(Items from a dataset)
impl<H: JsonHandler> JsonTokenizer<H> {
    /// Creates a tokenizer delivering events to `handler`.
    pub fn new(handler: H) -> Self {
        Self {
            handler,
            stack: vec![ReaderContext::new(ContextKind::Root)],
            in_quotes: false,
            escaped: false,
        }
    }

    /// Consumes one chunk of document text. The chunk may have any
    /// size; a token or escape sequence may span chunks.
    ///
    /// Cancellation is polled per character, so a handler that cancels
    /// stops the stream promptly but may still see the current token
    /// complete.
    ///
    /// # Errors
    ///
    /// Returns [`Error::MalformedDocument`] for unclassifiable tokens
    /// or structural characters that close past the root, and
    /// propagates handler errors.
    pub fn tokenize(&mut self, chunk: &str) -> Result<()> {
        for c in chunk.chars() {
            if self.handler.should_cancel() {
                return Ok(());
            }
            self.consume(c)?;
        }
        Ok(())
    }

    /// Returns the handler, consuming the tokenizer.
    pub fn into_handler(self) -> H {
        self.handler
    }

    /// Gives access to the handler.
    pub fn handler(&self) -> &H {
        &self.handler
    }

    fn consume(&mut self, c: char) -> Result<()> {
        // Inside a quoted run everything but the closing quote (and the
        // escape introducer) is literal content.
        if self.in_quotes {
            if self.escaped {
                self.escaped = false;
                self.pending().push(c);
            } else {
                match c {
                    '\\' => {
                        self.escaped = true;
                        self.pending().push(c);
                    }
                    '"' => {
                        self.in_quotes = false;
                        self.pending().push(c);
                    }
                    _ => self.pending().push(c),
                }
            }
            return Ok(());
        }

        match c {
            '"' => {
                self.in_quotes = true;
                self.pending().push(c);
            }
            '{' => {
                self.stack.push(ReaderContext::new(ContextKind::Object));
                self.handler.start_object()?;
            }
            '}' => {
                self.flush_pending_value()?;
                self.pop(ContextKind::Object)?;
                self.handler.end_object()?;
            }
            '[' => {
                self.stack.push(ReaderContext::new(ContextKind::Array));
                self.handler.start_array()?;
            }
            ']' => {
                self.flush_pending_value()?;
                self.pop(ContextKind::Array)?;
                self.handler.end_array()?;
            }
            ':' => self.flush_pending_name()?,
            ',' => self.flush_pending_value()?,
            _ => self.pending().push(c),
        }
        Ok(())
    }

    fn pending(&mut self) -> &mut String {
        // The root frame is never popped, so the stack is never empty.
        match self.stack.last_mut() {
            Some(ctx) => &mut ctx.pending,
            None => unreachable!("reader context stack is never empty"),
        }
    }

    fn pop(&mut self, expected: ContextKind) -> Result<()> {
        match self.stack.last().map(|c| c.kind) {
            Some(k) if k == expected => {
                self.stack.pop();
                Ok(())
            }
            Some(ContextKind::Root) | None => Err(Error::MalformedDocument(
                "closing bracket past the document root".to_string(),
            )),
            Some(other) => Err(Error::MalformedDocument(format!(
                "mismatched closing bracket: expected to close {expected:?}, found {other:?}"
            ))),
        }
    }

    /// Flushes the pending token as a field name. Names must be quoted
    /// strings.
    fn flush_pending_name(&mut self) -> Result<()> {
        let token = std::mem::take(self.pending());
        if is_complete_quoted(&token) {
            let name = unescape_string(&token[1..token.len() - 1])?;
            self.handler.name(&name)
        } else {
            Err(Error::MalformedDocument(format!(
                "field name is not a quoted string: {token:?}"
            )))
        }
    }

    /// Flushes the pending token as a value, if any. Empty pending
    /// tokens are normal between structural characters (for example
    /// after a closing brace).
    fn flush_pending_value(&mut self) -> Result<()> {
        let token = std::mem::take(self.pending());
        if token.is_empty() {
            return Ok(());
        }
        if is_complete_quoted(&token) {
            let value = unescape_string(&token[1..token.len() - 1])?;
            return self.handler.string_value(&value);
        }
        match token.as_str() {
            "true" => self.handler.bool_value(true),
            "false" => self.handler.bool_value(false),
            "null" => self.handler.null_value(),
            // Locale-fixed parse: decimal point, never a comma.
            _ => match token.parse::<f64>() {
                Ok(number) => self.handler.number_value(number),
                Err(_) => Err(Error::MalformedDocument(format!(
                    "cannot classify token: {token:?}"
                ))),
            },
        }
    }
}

---

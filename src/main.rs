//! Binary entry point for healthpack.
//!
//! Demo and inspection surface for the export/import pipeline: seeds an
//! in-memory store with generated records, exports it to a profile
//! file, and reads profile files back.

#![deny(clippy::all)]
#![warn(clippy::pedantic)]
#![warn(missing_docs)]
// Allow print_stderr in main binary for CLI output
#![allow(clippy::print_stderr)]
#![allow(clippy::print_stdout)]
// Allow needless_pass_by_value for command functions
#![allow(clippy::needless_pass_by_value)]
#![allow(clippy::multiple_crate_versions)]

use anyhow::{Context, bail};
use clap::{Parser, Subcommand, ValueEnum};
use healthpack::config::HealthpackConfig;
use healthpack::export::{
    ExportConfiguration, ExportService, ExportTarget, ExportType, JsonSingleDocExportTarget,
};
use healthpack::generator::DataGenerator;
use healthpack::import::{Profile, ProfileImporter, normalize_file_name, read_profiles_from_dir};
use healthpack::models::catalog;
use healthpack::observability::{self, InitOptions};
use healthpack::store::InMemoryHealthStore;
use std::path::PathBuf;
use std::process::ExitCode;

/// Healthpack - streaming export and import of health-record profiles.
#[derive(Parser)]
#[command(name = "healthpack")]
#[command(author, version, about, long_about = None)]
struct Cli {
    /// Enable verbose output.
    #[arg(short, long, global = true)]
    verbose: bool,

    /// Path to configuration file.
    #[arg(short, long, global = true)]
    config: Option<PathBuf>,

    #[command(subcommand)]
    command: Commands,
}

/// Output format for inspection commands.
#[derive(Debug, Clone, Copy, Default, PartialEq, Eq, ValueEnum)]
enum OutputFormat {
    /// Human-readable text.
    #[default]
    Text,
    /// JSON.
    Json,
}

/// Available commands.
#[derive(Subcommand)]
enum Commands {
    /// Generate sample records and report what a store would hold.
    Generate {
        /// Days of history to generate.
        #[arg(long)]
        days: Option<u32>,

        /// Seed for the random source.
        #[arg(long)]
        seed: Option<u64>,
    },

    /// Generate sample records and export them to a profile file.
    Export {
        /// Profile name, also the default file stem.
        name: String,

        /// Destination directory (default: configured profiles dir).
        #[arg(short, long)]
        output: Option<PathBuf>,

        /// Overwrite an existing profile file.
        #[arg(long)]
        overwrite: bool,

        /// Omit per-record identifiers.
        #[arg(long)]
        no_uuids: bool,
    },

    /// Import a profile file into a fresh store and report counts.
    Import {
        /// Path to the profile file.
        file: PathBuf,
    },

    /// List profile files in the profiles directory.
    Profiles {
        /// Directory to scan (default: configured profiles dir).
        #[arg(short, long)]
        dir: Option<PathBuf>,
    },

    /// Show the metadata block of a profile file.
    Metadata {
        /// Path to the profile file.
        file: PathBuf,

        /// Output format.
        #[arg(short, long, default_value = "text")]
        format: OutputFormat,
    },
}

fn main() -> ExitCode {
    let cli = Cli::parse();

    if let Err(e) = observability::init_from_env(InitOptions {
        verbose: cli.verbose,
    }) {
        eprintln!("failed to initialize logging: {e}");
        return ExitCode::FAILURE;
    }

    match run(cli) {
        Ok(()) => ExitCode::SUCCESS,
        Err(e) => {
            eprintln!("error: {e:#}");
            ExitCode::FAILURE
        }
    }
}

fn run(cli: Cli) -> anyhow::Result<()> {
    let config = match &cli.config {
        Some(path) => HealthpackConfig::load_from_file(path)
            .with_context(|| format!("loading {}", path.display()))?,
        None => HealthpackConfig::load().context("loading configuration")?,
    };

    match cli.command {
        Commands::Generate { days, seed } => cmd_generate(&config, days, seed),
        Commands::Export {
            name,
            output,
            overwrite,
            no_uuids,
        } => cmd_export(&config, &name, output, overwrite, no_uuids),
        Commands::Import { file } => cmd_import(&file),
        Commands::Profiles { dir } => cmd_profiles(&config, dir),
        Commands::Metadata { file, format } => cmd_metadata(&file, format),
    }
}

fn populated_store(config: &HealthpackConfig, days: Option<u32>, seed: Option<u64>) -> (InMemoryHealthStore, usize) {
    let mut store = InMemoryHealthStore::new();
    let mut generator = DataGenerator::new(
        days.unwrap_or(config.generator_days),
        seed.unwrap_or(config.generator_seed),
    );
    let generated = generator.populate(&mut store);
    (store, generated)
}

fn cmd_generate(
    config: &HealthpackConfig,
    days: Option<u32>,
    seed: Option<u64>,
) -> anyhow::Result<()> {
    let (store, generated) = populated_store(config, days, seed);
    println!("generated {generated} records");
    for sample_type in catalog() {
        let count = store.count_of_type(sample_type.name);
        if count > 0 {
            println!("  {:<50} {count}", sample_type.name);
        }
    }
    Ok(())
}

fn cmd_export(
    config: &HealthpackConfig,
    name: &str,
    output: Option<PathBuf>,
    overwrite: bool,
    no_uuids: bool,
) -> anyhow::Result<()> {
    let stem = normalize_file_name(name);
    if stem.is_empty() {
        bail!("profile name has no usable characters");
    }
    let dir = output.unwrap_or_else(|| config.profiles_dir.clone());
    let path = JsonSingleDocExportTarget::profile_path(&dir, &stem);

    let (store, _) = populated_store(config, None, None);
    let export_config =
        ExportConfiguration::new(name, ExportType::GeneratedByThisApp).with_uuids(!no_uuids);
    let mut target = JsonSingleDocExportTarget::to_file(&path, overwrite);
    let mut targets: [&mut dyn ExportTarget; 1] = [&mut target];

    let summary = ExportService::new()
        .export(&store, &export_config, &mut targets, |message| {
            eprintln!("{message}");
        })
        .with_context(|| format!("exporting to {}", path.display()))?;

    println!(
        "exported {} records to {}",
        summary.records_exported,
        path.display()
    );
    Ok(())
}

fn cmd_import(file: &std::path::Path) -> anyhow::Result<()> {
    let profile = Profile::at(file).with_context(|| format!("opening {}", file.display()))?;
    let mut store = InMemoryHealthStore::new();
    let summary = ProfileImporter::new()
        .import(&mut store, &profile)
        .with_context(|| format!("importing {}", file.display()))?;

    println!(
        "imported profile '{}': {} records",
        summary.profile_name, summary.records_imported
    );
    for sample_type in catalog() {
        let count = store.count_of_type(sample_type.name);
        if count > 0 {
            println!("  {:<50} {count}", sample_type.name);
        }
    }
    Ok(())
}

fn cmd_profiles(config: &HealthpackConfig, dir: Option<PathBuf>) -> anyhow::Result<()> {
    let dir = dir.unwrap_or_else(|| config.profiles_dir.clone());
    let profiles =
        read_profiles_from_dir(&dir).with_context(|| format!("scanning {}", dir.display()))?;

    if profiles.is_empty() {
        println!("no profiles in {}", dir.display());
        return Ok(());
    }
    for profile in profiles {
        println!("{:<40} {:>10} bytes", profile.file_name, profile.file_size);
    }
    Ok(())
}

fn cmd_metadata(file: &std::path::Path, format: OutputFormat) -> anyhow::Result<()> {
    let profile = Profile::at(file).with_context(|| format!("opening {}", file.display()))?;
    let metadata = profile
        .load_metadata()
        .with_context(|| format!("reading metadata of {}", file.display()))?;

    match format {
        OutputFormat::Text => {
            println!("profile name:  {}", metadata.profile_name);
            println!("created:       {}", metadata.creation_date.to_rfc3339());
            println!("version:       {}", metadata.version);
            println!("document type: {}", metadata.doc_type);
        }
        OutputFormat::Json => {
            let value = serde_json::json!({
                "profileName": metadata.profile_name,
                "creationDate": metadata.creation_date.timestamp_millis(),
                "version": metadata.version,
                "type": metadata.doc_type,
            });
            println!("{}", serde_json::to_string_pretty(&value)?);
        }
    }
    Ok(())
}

> _Problem description_
Pick out the lines above that hold the string "false" and show them.

> _Output_
            in_quotes: false,
            escaped: false,
                self.escaped = false;
                        self.in_quotes = false;
            "false" => self.handler.bool_value(false),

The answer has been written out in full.